08/10/2018

Terceirização no setor público

Fonte: Blog Direito do Trabalho - A Tribuna / Eraldo Aurélio Rodrigues Franzese*


 
No último dia 24 de setembro foi publicado o Decreto 9.507/18 que permite a contratação de profissionais terceirizados nos órgãos públicos e deverá entrar em vigor em 120 dias.
 
O Decreto permite a terceirização de vários setores da atividade pública, proibindo, entretanto nas seguintes áreas:
 
I – que envolvam a tomada de decisão ou posicionamento institucional nas áreas de planejamento, coordenação, supervisão e controle;
 
II – que sejam considerados estratégicos para o órgão ou a entidade, cuja terceirização possa colocar em risco o controle de processos e de conhecimentos e tecnologias;
 
III – que estejam relacionados ao poder de polícia, de regulação, de outorga de serviços públicos e de aplicação de sanção; e
 
IV – que sejam inerentes às categorias funcionais abrangidas pelo plano de cargos do órgão ou da entidade, exceto disposição legal em contrário ou quando se tratar de cargo extinto, total ou parcialmente, no âmbito do quadro geral de pessoal.
 
O Decreto amplia as possiblidades de terceirização e acende o alerta ao funcionalismo público que poderá ser reduzido.
 
Muitas atividades que hoje são exercidas diretamente pelo poder público através de funcionários próprios, passam a ter permissão para serem realizadas por terceiros, do setor privado.
 
A medida pode servir para enxugar a máquina estatal, mas deve ser observada com cuidado em relação as contratações de terceirizados para se ter presente os princípios de legalidade, impessoalidade, moralidade, publicidade e eficiência como determina a Constituição Federal.
 
*Eraldo Aurélio Rodrigues Franzese, advogado formado pela Faculdade Católica de Direito de Santos no ano de 1975. Membro da Ordem dos Advogados do Brasil, OAB/SP 42.501. Sócio instituidor da sociedade de advogados Franzese Advocacia.
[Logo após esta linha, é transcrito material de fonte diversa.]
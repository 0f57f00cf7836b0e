//! MobiComm Recharge Terminal Client
//!
//! Interactive front-end driving the purchase flow: verify a number,
//! browse the plan catalog, pay, and collect the receipt.

mod ui;

use std::sync::Arc;

use tracing_subscriber::{layer::SubscriberExt, util::SubscriberInitExt};

use mobicomm_backend::{BackendConfig, HttpBackend};
use mobicomm_core::{CheckoutState, RechargeBackend};
use mobicomm_flow::{
    Catalog, CatalogScreen, GateOutcome, IdentityGate, PaymentMethod, PaymentOutcome,
    PaymentScreen, PlanFilter, ReceiptScreen, Screen, Transition,
};
use mobicomm_payments::PaymentReceipt;

use crate::ui::Ui;

#[tokio::main]
async fn main() -> anyhow::Result<()> {
    // Initialize tracing
    tracing_subscriber::registry()
        .with(tracing_subscriber::EnvFilter::new(
            std::env::var("RUST_LOG").unwrap_or_else(|_| "warn".into()),
        ))
        .with(tracing_subscriber::fmt::layer())
        .init();

    // Load environment
    dotenvy::dotenv().ok();

    let config = BackendConfig::from_env();
    tracing::info!(base_url = %config.base_url, "MobiComm recharge client starting");

    let backend: Arc<dyn RechargeBackend> = Arc::new(HttpBackend::new(config)?);

    println!("══════════════════════════════════════════════════");
    println!("  MobiComm Recharge");
    println!("══════════════════════════════════════════════════");

    run(backend).await
}

/// Drive the screen state machine until the user quits
async fn run(backend: Arc<dyn RechargeBackend>) -> anyhow::Result<()> {
    let state = CheckoutState::new();
    let gate = IdentityGate::new(backend.clone());
    let catalog_screen = CatalogScreen::new(backend.clone());
    let payment_screen = PaymentScreen::new(backend);

    let mut ui = Ui::new();
    let mut catalog = Catalog::empty();
    let mut last_receipt: Option<PaymentReceipt> = None;
    let mut screen = Screen::IdentityGate;

    loop {
        let next = match screen {
            Screen::IdentityGate => identity_screen(&mut ui, &gate, &state).await?,
            Screen::Catalog => {
                catalog_loop(&mut ui, &catalog_screen, &state, &mut catalog).await?
            }
            Screen::Payment => {
                payment_loop(&mut ui, &payment_screen, &state, &mut last_receipt).await?
            }
            Screen::Receipt => {
                receipt_loop(&mut ui, &payment_screen, &state, last_receipt.take()).await?
            }
        };

        match next {
            Some(next) => screen = next,
            None => break,
        }
    }

    println!("Goodbye!");
    Ok(())
}

async fn identity_screen(
    ui: &mut Ui,
    gate: &IdentityGate,
    state: &CheckoutState,
) -> anyhow::Result<Option<Screen>> {
    ui.heading(Screen::IdentityGate.title());

    let prefill = IdentityGate::stored_number(state);
    if let Some(number) = &prefill {
        ui.line(&format!("Last used number: {number} (enter to reuse)"));
    }

    loop {
        let Some(input) = ui.prompt("Mobile number (or 'quit')").await? else {
            return Ok(None);
        };
        if input == "quit" {
            return Ok(None);
        }
        let input = if input.is_empty() {
            prefill.clone().unwrap_or_default()
        } else {
            input
        };

        ui.busy("Validating...");
        match gate.submit(state, &input).await {
            GateOutcome::Accepted => {
                ui.line("Number verified.");
                return Ok(Some(Screen::Catalog));
            }
            GateOutcome::Rejected { message } | GateOutcome::Unavailable { message } => {
                ui.error(&message);
            }
        }
    }
}

async fn catalog_loop(
    ui: &mut Ui,
    screen: &CatalogScreen,
    state: &CheckoutState,
    catalog: &mut Catalog,
) -> anyhow::Result<Option<Screen>> {
    ui.heading(Screen::Catalog.title());
    load_catalog(ui, screen, catalog).await;
    ui.render_catalog(catalog.panes());

    let mut filter = PlanFilter::default();
    loop {
        let Some(input) = ui
            .prompt(
                "catalog> (select <id> | search <text> | data <val> | validity <val> | number <mobile> | reload | quit)",
            )
            .await?
        else {
            return Ok(None);
        };
        let (command, rest) = input.split_once(' ').unwrap_or((input.as_str(), ""));
        let rest = rest.trim();

        match command {
            "quit" => return Ok(None),
            "reload" => {
                load_catalog(ui, screen, catalog).await;
                ui.render_catalog(catalog.panes());
            }
            "search" => {
                filter.query = rest.to_string();
                if filter.is_active() {
                    ui.render_results(&filter.apply(catalog.panes()));
                } else {
                    ui.render_catalog(catalog.panes());
                }
            }
            "data" => {
                filter.data = (!rest.is_empty()).then(|| rest.to_string());
                ui.render_results(&filter.apply(catalog.panes()));
            }
            "validity" => {
                filter.validity = (!rest.is_empty()).then(|| rest.to_string());
                ui.render_results(&filter.apply(catalog.panes()));
            }
            "number" => match screen.update_number(state, rest) {
                Ok(()) => ui.line("Mobile number updated successfully!"),
                Err(err) => ui.error(&err.user_message()),
            },
            "select" => {
                let Ok(plan_id) = rest.parse::<i64>() else {
                    ui.error("Usage: select <plan id>");
                    continue;
                };
                let Some((category, plan)) =
                    catalog.find_plan(plan_id).map(|(c, p)| (c.clone(), p.clone()))
                else {
                    ui.error("No such plan. Pick an id from the list above.");
                    continue;
                };
                let mobile = IdentityGate::stored_number(state).unwrap_or_default();
                match screen.select_plan(state, &mobile, &category, &plan) {
                    Ok(Transition::Forward(next)) => return Ok(Some(next)),
                    Ok(_) => {}
                    Err(err) => ui.error(&err.user_message()),
                }
            }
            "" => {}
            _ => ui.error("Unknown command."),
        }
    }
}

async fn load_catalog(ui: &Ui, screen: &CatalogScreen, catalog: &mut Catalog) {
    let epoch = catalog.begin_refresh();
    ui.busy("Loading plans...");
    match screen.load().await {
        Ok(panes) => {
            catalog.apply(epoch, panes);
        }
        Err(err) => ui.error(&err.user_message()),
    }
}

async fn payment_loop(
    ui: &mut Ui,
    screen: &PaymentScreen,
    state: &CheckoutState,
    last_receipt: &mut Option<PaymentReceipt>,
) -> anyhow::Result<Option<Screen>> {
    ui.heading(Screen::Payment.title());

    let summary = match screen.order_summary(state) {
        Ok(summary) => summary,
        Err(err) => {
            ui.error(&err.user_message());
            return Ok(Some(Screen::redirect_for(&err).unwrap_or(Screen::IdentityGate)));
        }
    };
    ui.render_summary(&summary);

    loop {
        let Some(input) = ui
            .prompt("pay> (card | upi [app] | netbanking [bank] | back | quit)")
            .await?
        else {
            return Ok(None);
        };
        let (command, rest) = input.split_once(' ').unwrap_or((input.as_str(), ""));
        let rest = rest.trim();
        let detail = (!rest.is_empty()).then(|| rest.to_string());

        let method = match command {
            "quit" => return Ok(None),
            "back" => return Ok(Some(Screen::Catalog)),
            "card" => PaymentMethod::Card,
            "upi" => PaymentMethod::Upi { app: detail },
            "netbanking" => PaymentMethod::NetBanking { bank: detail },
            _ => {
                ui.error("Choose a payment method: card, upi or netbanking.");
                continue;
            }
        };

        ui.busy(&format!("Processing payment of ₹{}...", summary.total));
        match screen.pay(state, &method).await {
            PaymentOutcome::Success(receipt) => {
                *last_receipt = Some(*receipt);
                return Ok(Some(Screen::Receipt));
            }
            PaymentOutcome::Blocked { redirect, message } => {
                ui.error(&message);
                return Ok(Some(redirect));
            }
            PaymentOutcome::Failed { message } => ui.error(&message),
        }
    }
}

async fn receipt_loop(
    ui: &mut Ui,
    payment_screen: &PaymentScreen,
    state: &CheckoutState,
    receipt: Option<PaymentReceipt>,
) -> anyhow::Result<Option<Screen>> {
    ui.heading(Screen::Receipt.title());

    match ReceiptScreen::view(state) {
        Ok(view) => ui.render_receipt(&view),
        Err(err) => {
            ui.error(&err.user_message());
            return Ok(Some(Screen::redirect_for(&err).unwrap_or(Screen::IdentityGate)));
        }
    }

    if let Some(receipt) = receipt {
        let Some(email) = ui.prompt("Invoice email (enter to skip)").await? else {
            return Ok(None);
        };
        if !email.is_empty() {
            // detached send; the receipt is final either way
            match payment_screen.request_invoice(state, &receipt, &email) {
                Ok(_handle) => ui.line(&format!("Invoice will be sent to {email}.")),
                Err(err) => ui.error(&err.user_message()),
            }
        }
    }

    let Some(_) = ui.prompt("Press enter to finish").await? else {
        return Ok(None);
    };

    match ReceiptScreen::acknowledge_and_reset(state) {
        Transition::Forward(next) => Ok(Some(next)),
        _ => Ok(Some(Screen::Catalog)),
    }
}
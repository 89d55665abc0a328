//! Review CLI commands

use clap::Subcommand;
use std::path::PathBuf;

#[derive(Subcommand)]
pub enum ReviewCommands {
    /// Keep the agent output and continue with the next stage
    Accept {
        /// Review handle (UUID)
        handle: String,

        /// Reviewer identity
        #[arg(short, long, default_value = "cli-reviewer")]
        reviewer: String,

        /// Pipeline definition file (overrides the configured one)
        #[arg(short, long)]
        pipeline: Option<PathBuf>,

        /// Output in JSON format
        #[arg(long)]
        json: bool,
    },

    /// Replace the stage output and continue with the next stage
    ///
    /// The value is the stage output as JSON, for example
    /// '{"expression": "x^2 - 5x + 6 = 0"}' for the parse stage.
    Correct {
        /// Review handle (UUID)
        handle: String,

        /// Corrected stage output (JSON)
        value: String,

        /// Reviewer identity
        #[arg(short, long, default_value = "cli-reviewer")]
        reviewer: String,

        /// Pipeline definition file (overrides the configured one)
        #[arg(short, long)]
        pipeline: Option<PathBuf>,

        /// Output in JSON format
        #[arg(long)]
        json: bool,
    },

    /// Run the reviewed stage again
    Retry {
        /// Review handle (UUID)
        handle: String,

        /// Hint passed to the agent
        #[arg(long)]
        hint: Option<String>,

        /// Reviewer identity
        #[arg(short, long, default_value = "cli-reviewer")]
        reviewer: String,

        /// Pipeline definition file (overrides the configured one)
        #[arg(short, long)]
        pipeline: Option<PathBuf>,

        /// Output in JSON format
        #[arg(long)]
        json: bool,
    },

    /// Stop the run
    Abort {
        /// Review handle (UUID)
        handle: String,

        /// Reason recorded with the failure
        #[arg(long)]
        reason: Option<String>,

        /// Reviewer identity
        #[arg(short, long, default_value = "cli-reviewer")]
        reviewer: String,

        /// Output in JSON format
        #[arg(long)]
        json: bool,
    },

    /// Show a pending review in detail
    Show {
        /// Review handle (UUID)
        handle: String,

        /// Output in JSON format
        #[arg(long)]
        json: bool,
    },
}
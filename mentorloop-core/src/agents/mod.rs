//! Reference agent implementations

pub mod command;
pub mod pipeline;
pub mod tail;

pub use command::*;
pub use pipeline::*;
pub use tail::*;
//! Shared fixtures for pipeline integration tests

#![allow(dead_code)]

use async_trait::async_trait;
use mentorloop_core::memory::InMemorySessionMemory;
use mentorloop_core::models::configuration::PolicyConfig;
use mentorloop_core::models::workflow::{
    AgentResult, EvaluationReport, Explanation, GuardrailReport, IntentRoute, NormalizedInput,
    ParsedProblem, Solution, Stage, StagePayload, Verdict, VerificationReport, WorkflowState,
};
use mentorloop_core::workflow::{
    Agent, AgentRegistry, EscalationPolicy, HitlGate, PipelineEngine, StageConfig,
    WorkflowOrchestrator, WorkflowPersistence,
};
use std::collections::{HashMap, VecDeque};
use std::path::Path;
use std::sync::{Arc, Mutex};

/// One recorded agent invocation
#[derive(Debug, Clone)]
pub struct Invocation {
    pub config: StageConfig,
    pub state: WorkflowState,
}

/// Agent that replays queued results per stage
///
/// When a stage has nothing queued it answers with a confident, valid output.
#[derive(Default)]
pub struct ScriptedAgent {
    scripts: Mutex<HashMap<Stage, VecDeque<AgentResult>>>,
    invocations: Mutex<Vec<Invocation>>,
}

impl ScriptedAgent {
    pub fn new() -> Arc<Self> {
        Arc::new(Self::default())
    }

    /// Queue results for a stage, returned in order
    pub fn script(&self, stage: Stage, results: impl IntoIterator<Item = AgentResult>) {
        self.scripts
            .lock()
            .unwrap()
            .entry(stage)
            .or_default()
            .extend(results);
    }

    pub fn invocations(&self) -> Vec<Invocation> {
        self.invocations.lock().unwrap().clone()
    }

    pub fn calls(&self, stage: Stage) -> Vec<Invocation> {
        self.invocations()
            .into_iter()
            .filter(|i| i.config.stage == stage)
            .collect()
    }
}

#[async_trait]
impl Agent for ScriptedAgent {
    async fn run(&self, state: &WorkflowState, config: &StageConfig) -> AgentResult {
        self.invocations.lock().unwrap().push(Invocation {
            config: config.clone(),
            state: state.clone(),
        });

        let queued = self
            .scripts
            .lock()
            .unwrap()
            .get_mut(&config.stage)
            .and_then(|queue| queue.pop_front());

        queued.unwrap_or_else(|| ok(good_payload(config.stage)))
    }
}

/// Confident ok result
pub fn ok(payload: StagePayload) -> AgentResult {
    AgentResult::ok(payload).with_confidence(0.95)
}

pub fn parsed(expression: &str) -> StagePayload {
    StagePayload::Parse(ParsedProblem {
        expression: expression.to_string(),
        problem_type: Some("quadratic".to_string()),
        variables: vec!["x".to_string()],
        constraints: vec![],
    })
}

pub fn solved(answer: &str) -> StagePayload {
    StagePayload::Solve(Solution {
        final_answer: answer.to_string(),
        steps: vec!["factor".to_string(), "solve each factor".to_string()],
        tools_used: vec![],
    })
}

pub fn verdict(verdict: Verdict) -> StagePayload {
    StagePayload::Verify(VerificationReport {
        verdict,
        method: Some("substitution".to_string()),
        issues: match verdict {
            Verdict::Correct => vec![],
            Verdict::Incorrect => vec!["substituting the answer does not give 0".to_string()],
        },
    })
}

/// Valid output for each agent stage
pub fn good_payload(stage: Stage) -> StagePayload {
    match stage {
        Stage::IntentRoute => StagePayload::IntentRoute(IntentRoute {
            topic: "algebra".to_string(),
            subtopic: Some("quadratics".to_string()),
            in_scope: true,
        }),
        Stage::Normalize => StagePayload::Normalize(NormalizedInput {
            text: "x^2 - 5x + 6 = 0".to_string(),
        }),
        Stage::Parse => parsed("x^2 - 5x + 6 = 0"),
        Stage::Solve => solved("x = 2 or x = 3"),
        Stage::Explain => StagePayload::Explain(Explanation {
            text: "Factor into (x - 2)(x - 3) = 0.".to_string(),
            key_concepts: vec!["factoring".to_string()],
            citations: vec![],
        }),
        Stage::Verify => verdict(Verdict::Correct),
        Stage::Evaluate => StagePayload::Evaluate(EvaluationReport {
            quality_score: 0.9,
            areas_for_improvement: vec![],
        }),
        Stage::Guardrail => StagePayload::Guardrail(GuardrailReport {
            passed: true,
            issues: vec![],
        }),
        other => panic!("no payload for control stage {}", other),
    }
}

/// Registry routing every agent stage to the same agent
pub fn registry(agent: Arc<dyn Agent>) -> AgentRegistry {
    let mut registry = AgentRegistry::new();
    for stage in Stage::PIPELINE {
        registry.register(stage, agent.clone()).unwrap();
    }
    registry
}

/// Orchestrator wired with in-memory session memory and a run store in `dir`
pub struct Harness {
    pub orchestrator: WorkflowOrchestrator,
    pub persistence: Arc<WorkflowPersistence>,
    pub memory: Arc<InMemorySessionMemory>,
}

pub fn harness(dir: &Path, agent: Arc<ScriptedAgent>) -> Harness {
    harness_with_policy(dir, agent, PolicyConfig::default())
}

pub fn harness_with_policy(dir: &Path, agent: Arc<ScriptedAgent>, policy: PolicyConfig) -> Harness {
    let persistence = Arc::new(WorkflowPersistence::new(dir.join("runs.json")).unwrap());
    let memory = Arc::new(InMemorySessionMemory::new());
    let gate = Arc::new(HitlGate::new(persistence.clone()));
    let engine = PipelineEngine::new(
        registry(agent),
        EscalationPolicy::new(policy),
        gate.clone(),
        persistence.clone(),
    );
    let orchestrator = WorkflowOrchestrator::new(engine, gate, persistence.clone(), memory.clone());

    Harness {
        orchestrator,
        persistence,
        memory,
    }
}
//! Human-in-the-loop gate
//!
//! Suspending a run persists its state together with a review record and
//! hands back a [`PendingReviewHandle`]. Nothing waits on the handle: a
//! reviewer resolves it later, possibly from another process, and the run
//! is continued from the state returned by [`HitlGate::resume`].

use crate::models::workflow::{
    DecisionKind, EscalationReason, FailureKind, HumanDecision, ReviewRecord, ReviewRequest,
    ReviewStatus, RunStatus, Stage, StagePayload, TraceEntry, TransitionType, WorkflowState,
};
use crate::workflow::error::WorkflowError;
use crate::workflow::persistence::WorkflowPersistence;
use chrono::Utc;
use serde::{Deserialize, Serialize};
use std::fmt;
use std::str::FromStr;
use std::sync::Arc;
use uuid::Uuid;

/// Opaque reference to a pending review
#[derive(Debug, Clone, Copy, PartialEq, Eq, Hash, Serialize, Deserialize)]
#[serde(transparent)]
pub struct PendingReviewHandle(Uuid);

impl PendingReviewHandle {
    pub fn as_uuid(&self) -> Uuid {
        self.0
    }
}

impl From<Uuid> for PendingReviewHandle {
    fn from(id: Uuid) -> Self {
        Self(id)
    }
}

impl fmt::Display for PendingReviewHandle {
    fn fmt(&self, f: &mut fmt::Formatter<'_>) -> fmt::Result {
        self.0.fmt(f)
    }
}

impl FromStr for PendingReviewHandle {
    type Err = uuid::Error;

    fn from_str(s: &str) -> Result<Self, Self::Err> {
        Uuid::parse_str(s.trim()).map(Self)
    }
}

/// Decisions that make sense for a review of `stage`
///
/// Accepting is only offered when there is something to accept: the
/// offending payload, or an output the stage already produced. A verifier
/// that kept rejecting the solution cannot be accepted; the reviewer has to
/// correct the verdict instead.
pub fn allowed_decisions(
    state: &WorkflowState,
    stage: Stage,
    reason: &EscalationReason,
    payload: Option<&StagePayload>,
) -> Vec<DecisionKind> {
    let mut decisions = Vec::with_capacity(4);
    let acceptable = !matches!(reason, EscalationReason::RevisionsExhausted { .. })
        && (payload.is_some() || state.has_output(stage));
    if acceptable {
        decisions.push(DecisionKind::Accept);
    }
    decisions.extend([DecisionKind::Correct, DecisionKind::Retry, DecisionKind::Abort]);
    decisions
}

impl ReviewRequest {
    /// Human-readable explanation of why the review is needed
    pub fn summary(&self) -> String {
        let mut lines = vec![format!(
            "Review needed at stage '{}': {}",
            self.stage, self.reason
        )];

        if let Some(confidence) = self.confidence {
            lines.push(format!("Confidence: {:.0}%", confidence * 100.0));
        }
        if let Some(notes) = &self.notes {
            lines.push(format!("Notes: {}", notes));
        }
        if let Some(payload) = &self.payload {
            if let Ok(json) = serde_json::to_string(payload) {
                lines.push(format!("Output: {}", json));
            }
        }

        if matches!(self.reason, EscalationReason::RevisionsExhausted { .. }) {
            for record in &self.revision_history {
                lines.push(format!(
                    "Revision {}: {} ({})",
                    record.revision,
                    record.rejected_answer.as_deref().unwrap_or("no answer"),
                    if record.issues.is_empty() {
                        "no issues reported".to_string()
                    } else {
                        record.issues.join("; ")
                    }
                ));
            }
        }

        let options: Vec<_> = self
            .allowed_decisions
            .iter()
            .map(|d| match d {
                DecisionKind::Accept => "accept",
                DecisionKind::Correct => "correct",
                DecisionKind::Retry => "retry",
                DecisionKind::Abort => "abort",
            })
            .collect();
        lines.push(format!("Options: {}", options.join(" / ")));

        lines.join("\n")
    }
}

/// Suspends runs for human review and applies reviewer decisions
pub struct HitlGate {
    persistence: Arc<WorkflowPersistence>,
}

impl HitlGate {
    pub fn new(persistence: Arc<WorkflowPersistence>) -> Self {
        Self { persistence }
    }

    /// Persist a run waiting in HITL and return the handle of its review
    ///
    /// Suspending the same unresumed state again returns the existing handle.
    pub fn suspend(&self, state: &WorkflowState) -> Result<PendingReviewHandle, WorkflowError> {
        let request = match (&state.stage, &state.pending_human_review) {
            (Stage::Hitl, Some(request)) => request,
            (stage, _) => {
                return Err(WorkflowError::InvariantViolation {
                    stage: *stage,
                    message: "suspend requires a pending review at HITL".to_string(),
                })
            }
        };

        let record = ReviewRecord {
            handle: Uuid::new_v4(),
            run_id: state.run_id,
            session_id: state.session_id.clone(),
            stage: request.stage,
            fingerprint: state.fingerprint(),
            status: ReviewStatus::Pending,
            requested_at: request.requested_at,
            resolved_at: None,
            decision: None,
            reviewer: None,
            state: state.clone(),
        };
        let created = record.handle;

        self.persistence.save_run(state, RunStatus::AwaitingReview)?;
        let handle = self.persistence.insert_review_if_absent(record)?;

        if handle == created {
            tracing::info!(
                "Review {} created for run {} at stage '{}'",
                handle,
                state.run_id,
                request.stage
            );
        } else {
            tracing::debug!("Run {} already has pending review {}", state.run_id, handle);
        }

        Ok(PendingReviewHandle(handle))
    }

    /// Apply a reviewer decision and return the state to continue from
    ///
    /// Fails with [`WorkflowError::InvalidHandle`] when the handle is unknown
    /// or was already resolved. A decision rejected as invalid leaves the
    /// review pending.
    pub fn resume(
        &self,
        handle: PendingReviewHandle,
        decision: HumanDecision,
        reviewer: Option<String>,
    ) -> Result<WorkflowState, WorkflowError> {
        let review = self
            .persistence
            .get_review(handle.0)
            .filter(|r| r.status == ReviewStatus::Pending)
            .ok_or(WorkflowError::InvalidHandle(handle.0))?;

        let next = apply_decision(&review.state, &decision)?;

        // Only one caller can move the review out of pending
        self.persistence
            .resolve_review(handle.0, decision.kind(), reviewer.clone())?
            .ok_or(WorkflowError::InvalidHandle(handle.0))?;

        let status = if next.stage == Stage::Failed {
            RunStatus::Failed
        } else {
            RunStatus::Running
        };
        self.persistence.save_run(&next, status)?;

        tracing::info!(
            "Review {} resolved with {:?} by {}; run {} continues at '{}'",
            handle,
            decision.kind(),
            reviewer.as_deref().unwrap_or("unknown reviewer"),
            next.run_id,
            next.stage
        );

        Ok(next)
    }

    pub fn get(&self, handle: PendingReviewHandle) -> Option<ReviewRecord> {
        self.persistence.get_review(handle.0)
    }

    /// Pending reviews, optionally for a single run
    pub fn pending(&self, run_id: Option<Uuid>) -> Vec<ReviewRecord> {
        self.persistence.pending_reviews(run_id)
    }

    /// Withdraw every pending review of a run
    pub fn cancel(&self, run_id: Uuid) -> Result<usize, WorkflowError> {
        Ok(self.persistence.cancel_reviews(run_id)?)
    }
}

/// Compute the state that follows a reviewer decision
fn apply_decision(
    state: &WorkflowState,
    decision: &HumanDecision,
) -> Result<WorkflowState, WorkflowError> {
    let request = match (&state.stage, &state.pending_human_review) {
        (Stage::Hitl, Some(request)) => request.clone(),
        (stage, _) => {
            return Err(WorkflowError::InvariantViolation {
                stage: *stage,
                message: "review state is not waiting in HITL".to_string(),
            })
        }
    };
    let stage = request.stage;

    if !request.allowed_decisions.contains(&decision.kind()) {
        return Err(WorkflowError::InvalidDecision {
            stage,
            message: format!("{:?} is not offered for this review", decision.kind()),
        });
    }

    let next = match decision {
        HumanDecision::Accept => {
            let mut next = state.clone();
            match request.payload.clone() {
                Some(payload) => next.set_output(payload),
                None if state.has_output(stage) => {}
                None => {
                    return Err(WorkflowError::InvalidDecision {
                        stage,
                        message: "there is no output to accept".to_string(),
                    })
                }
            }
            advance_past(next, stage, TransitionType::HumanAccepted, None)
        }
        HumanDecision::Correct { value } => {
            if value.stage() != stage {
                return Err(WorkflowError::InvalidDecision {
                    stage,
                    message: format!(
                        "a '{}' value cannot correct stage '{}'",
                        value.stage(),
                        stage
                    ),
                });
            }
            let mut next = state.clone();
            next.set_output(value.clone());
            let output = serde_json::to_value(value).ok();
            advance_past(next, stage, TransitionType::HumanCorrected, output)
        }
        HumanDecision::Retry { hint } => {
            let mut next = state.rewind_to(stage);
            next.retry_hint = hint.clone();
            let mut entry = TraceEntry::transition(Some(Stage::Hitl), stage, TransitionType::HumanRetry);
            if let Some(hint) = hint {
                entry = entry.with_notes(hint.clone());
            }
            next.push_trace(entry);
            next
        }
        HumanDecision::Abort { reason } => {
            let reason = reason
                .clone()
                .unwrap_or_else(|| "aborted by reviewer".to_string());
            let mut next = state
                .clone()
                .fail(FailureKind::HumanAborted, reason.clone());
            next.push_trace(
                TraceEntry::transition(Some(Stage::Hitl), Stage::Failed, TransitionType::HumanAborted)
                    .with_notes(reason),
            );
            next
        }
    };

    Ok(next)
}

fn advance_past(
    mut state: WorkflowState,
    stage: Stage,
    transition_type: TransitionType,
    output: Option<serde_json::Value>,
) -> WorkflowState {
    let target = stage.next();
    state.stage = target;
    state.pending_human_review = None;
    // A hint only applies to another attempt of the stage that earned it
    state.retry_hint = None;
    if target == Stage::Done {
        state.completed_at = Some(Utc::now());
    }

    let mut entry = TraceEntry::transition(Some(Stage::Hitl), target, transition_type);
    if let Some(output) = output {
        entry = entry.with_output(output);
    }
    state.push_trace(entry);
    state
}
Exerceu cargo de vice-presidente da Associação dos Advogados Trabalhistas de Santos. É membro do Conselho Institucional da Ordem dos Advogados do Brasil sub-secção de Santos. Cidadão emérito de Santos por outorga efetuada no salão Princesa Isabel pela Câmara Municipal de Santos. Diretor-jurídico, Vice-Presidente e depois Presidente da Fundação Lusíada, mantenedora da UNILUS – Centro Universitário Lusíada. Titulado pela medalha “Brás Cubas” com honra ao mérito pela Câmara Municipal de Santos. Agraciado pela Ordem do Mérito Judiciário do Trabalho da 2ª Região com a Comenda no Grau de Grande-Oficial.